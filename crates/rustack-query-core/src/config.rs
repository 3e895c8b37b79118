//! Query compiler configuration.

use std::env;
use std::str::FromStr;

use rustack_query_model::Marshaler;

use crate::error::{QueryError, QueryResult};

/// How value placeholders are named.
#[derive(Debug, Clone, Copy, PartialEq, Eq, Default, serde::Serialize, serde::Deserialize)]
#[serde(rename_all = "lowercase")]
pub enum PlaceholderStrategy {
    /// `:p1`, `:p2`, ... from a counter shared by one request.
    #[default]
    Sequential,
    /// `:p` followed by 32 random hex digits (UUID v4).
    Random,
}

impl FromStr for PlaceholderStrategy {
    type Err = QueryError;

    fn from_str(s: &str) -> Result<Self, Self::Err> {
        match s.to_ascii_lowercase().as_str() {
            "sequential" | "counter" => Ok(Self::Sequential),
            "random" | "uuid" => Ok(Self::Random),
            other => Err(QueryError::Config(format!(
                "unknown placeholder strategy: {other}"
            ))),
        }
    }
}

/// Configuration shared by every builder created from one [`crate::Table`].
#[derive(Debug, Clone, PartialEq, Eq, serde::Serialize, serde::Deserialize)]
#[serde(rename_all = "camelCase")]
pub struct QueryConfig {
    /// Prefix of generated placeholder names (without the leading `:`).
    pub placeholder_prefix: String,
    /// Placeholder naming strategy.
    pub placeholder_strategy: PlaceholderStrategy,
    /// Unmarshal numbers as strings instead of JSON numbers.
    pub wrap_numbers: bool,
}

impl Default for QueryConfig {
    fn default() -> Self {
        Self {
            placeholder_prefix: "p".to_owned(),
            placeholder_strategy: PlaceholderStrategy::Sequential,
            wrap_numbers: false,
        }
    }
}

impl QueryConfig {
    /// Load configuration from environment variables, falling back to defaults.
    pub fn from_env() -> QueryResult<Self> {
        let mut config = Self::default();

        if let Ok(v) = env::var("QUERY_PLACEHOLDER_PREFIX") {
            config.placeholder_prefix = v;
        }
        if let Ok(v) = env::var("QUERY_PLACEHOLDER_STRATEGY") {
            config.placeholder_strategy = v.parse()?;
        }
        config.wrap_numbers = env_bool("QUERY_WRAP_NUMBERS", config.wrap_numbers);

        config.validate()?;
        Ok(config)
    }

    /// Check that generated placeholders will be valid DynamoDB tokens.
    pub fn validate(&self) -> QueryResult<()> {
        let prefix = &self.placeholder_prefix;
        if prefix.is_empty() {
            return Err(QueryError::Config(
                "placeholder prefix must not be empty".to_owned(),
            ));
        }
        if !prefix.chars().all(|c| c.is_ascii_alphanumeric() || c == '_') {
            return Err(QueryError::Config(format!(
                "placeholder prefix {prefix:?} may only contain ASCII letters, digits and '_'"
            )));
        }
        Ok(())
    }

    /// The marshaler matching this configuration.
    #[must_use]
    pub fn marshaler(&self) -> Marshaler {
        Marshaler::new().with_wrap_numbers(self.wrap_numbers)
    }
}

fn env_bool(key: &str, default: bool) -> bool {
    env::var(key).map_or(default, |v| {
        matches!(v.as_str(), "1" | "true" | "yes" | "TRUE" | "YES")
    })
}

——————

## WORK TASK
Where a line above contains the word "Debug", show that line.

## EXERCISE SOLUTION
#[derive(Debug, Clone, Copy, PartialEq, Eq, Default, serde::Serialize, serde::Deserialize)]
#[derive(Debug, Clone, PartialEq, Eq, serde::Serialize, serde::Deserialize)]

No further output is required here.